L'autre, devinant sans le voir, ce qui venait de se passer, se mit à cogner le cheval, au hasard, de la mèche et du manche. Mais, le cheval fourbu fléchit sur les genoux, roula sur le côté, la charrette piqua de l'avant, ses deux brancards à terre, la lanterne qui pendait sous le fond s'éteignit, et l'on n'entendit plus dans la nuit noire, que le souffle court du cheval, et le râle étouffé de l'homme gémissant:

—Avance!… avance!…

Impuissant à faire relever l'animal, le mendiant courut au charretier, essayant de le dégager. Mais il était bien pris sous la roue. Par un effort prodigieux, il la retenait à quelques centimètres de son torse: un faux mouvement, une défaillance, c'était l'écrasement, la mort… Il la comprenait si bien, que lorsqu'il vit le mendiant se pencher, il hurla:

—Touche pas! touche pas!… cours au village… vite… chez mes parents… les Luchat… la dernière ferme à droite… tu leur diras… d'arriver au secours avec du monde… Je tiens bon encore dix minutes… Va vite…
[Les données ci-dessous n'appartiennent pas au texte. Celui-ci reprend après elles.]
//! Device rows and their conversion into the poller's configuration view.

use ddms_core::device::{
    validate_port, validate_register_address, validate_register_count,
    validate_sampling_interval, validate_unit_id, Device, DeviceStatus, Thresholds,
    DEFAULT_MODBUS_PORT,
};
use ddms_core::error::CoreError;
use ddms_core::types::{DbId, Timestamp};
use serde::Serialize;
use sqlx::FromRow;

/// A row from the `devices` table.
///
/// `status` is selected as `status::text` because the column is a
/// PostgreSQL enum holding upper-case labels.
#[derive(Debug, Clone, FromRow, Serialize)]
pub struct DeviceRow {
    pub id: DbId,
    pub name: String,
    pub modbus_ip: String,
    /// `NULL` means the standard Modbus TCP port.
    pub modbus_port: Option<i32>,
    pub modbus_slave_id: i32,
    pub modbus_register: i32,
    pub modbus_register_count: i32,
    pub unit: String,
    pub sampling_interval: i32,
    pub threshold_warning_lower: Option<f64>,
    pub threshold_warning_upper: Option<f64>,
    pub threshold_critical_lower: Option<f64>,
    pub threshold_critical_upper: Option<f64>,
    pub retention_days: i32,
    pub status: String,
    pub last_reading_at: Option<Timestamp>,
}

impl TryFrom<DeviceRow> for Device {
    type Error = CoreError;

    fn try_from(row: DeviceRow) -> Result<Self, Self::Error> {
        Ok(Device {
            id: row.id,
            port: row
                .modbus_port
                .map_or(Ok(DEFAULT_MODBUS_PORT), |p| validate_port(p.into()))?,
            unit_id: validate_unit_id(row.modbus_slave_id.into())?,
            register_address: validate_register_address(row.modbus_register.into())?,
            register_count: validate_register_count(row.modbus_register_count.into())?,
            sampling_interval_secs: validate_sampling_interval(row.sampling_interval.into())?,
            thresholds: Thresholds {
                warn_lower: row.threshold_warning_lower,
                warn_upper: row.threshold_warning_upper,
                crit_lower: row.threshold_critical_lower,
                crit_upper: row.threshold_critical_upper,
            },
            retention_days: u32::try_from(row.retention_days).map_err(|_| {
                CoreError::Validation(format!(
                    "retention days must be positive, got {}",
                    row.retention_days
                ))
            })?,
            status: row.status.parse()?,
            name: row.name,
            host: row.modbus_ip,
            unit: row.unit,
            last_reading_at: row.last_reading_at,
        })
    }
}

/// Label of a [`DeviceStatus`] in the `devicestatus` enum type.
pub fn status_label(status: DeviceStatus) -> &'static str {
    match status {
        DeviceStatus::Online => "ONLINE",
        DeviceStatus::Offline => "OFFLINE",
        DeviceStatus::Error => "ERROR",
    }
}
A toutes jambes, le mendiant gravit le raidillon. Il entra dans le village, toujours courant, droit devant lui. Tous les volets étaient clos. Pas une lumière; derrière les grilles les cours étaient désertes. Une odeur en venait, aigre, prenante et chaude, odeur de fumier, d'étable, de laitage sûri. Des chiens aboyèrent sur son passage. Mais il n'entendait rien, ne regardait rien, gardant au fond des yeux l'affreuse vision de l'homme renversé, là, en bas, tenant au bout des poings la charge prête à l'écraser.

Il s'arrêta enfin. Devant lui, le chemin s'étalait, tout plat. A sa droite, une bâtisse que bordait une cour. Un peu de lumière glissait entre les fentes des persiennes. Il se dit: «C'est là!» Et, du poing, heurta aux volets.

Une voix demanda:

—C'est toi, Jules?

Étranglé par la vitesse de sa course, il ne put répondre, et heurta encore. Il entendit le bruit d'un lit qui craque, des pas sur le plancher. La fenêtre s'ouvrit, et, dans un carré de lumière, une tête d'homme apparut ensommeillée.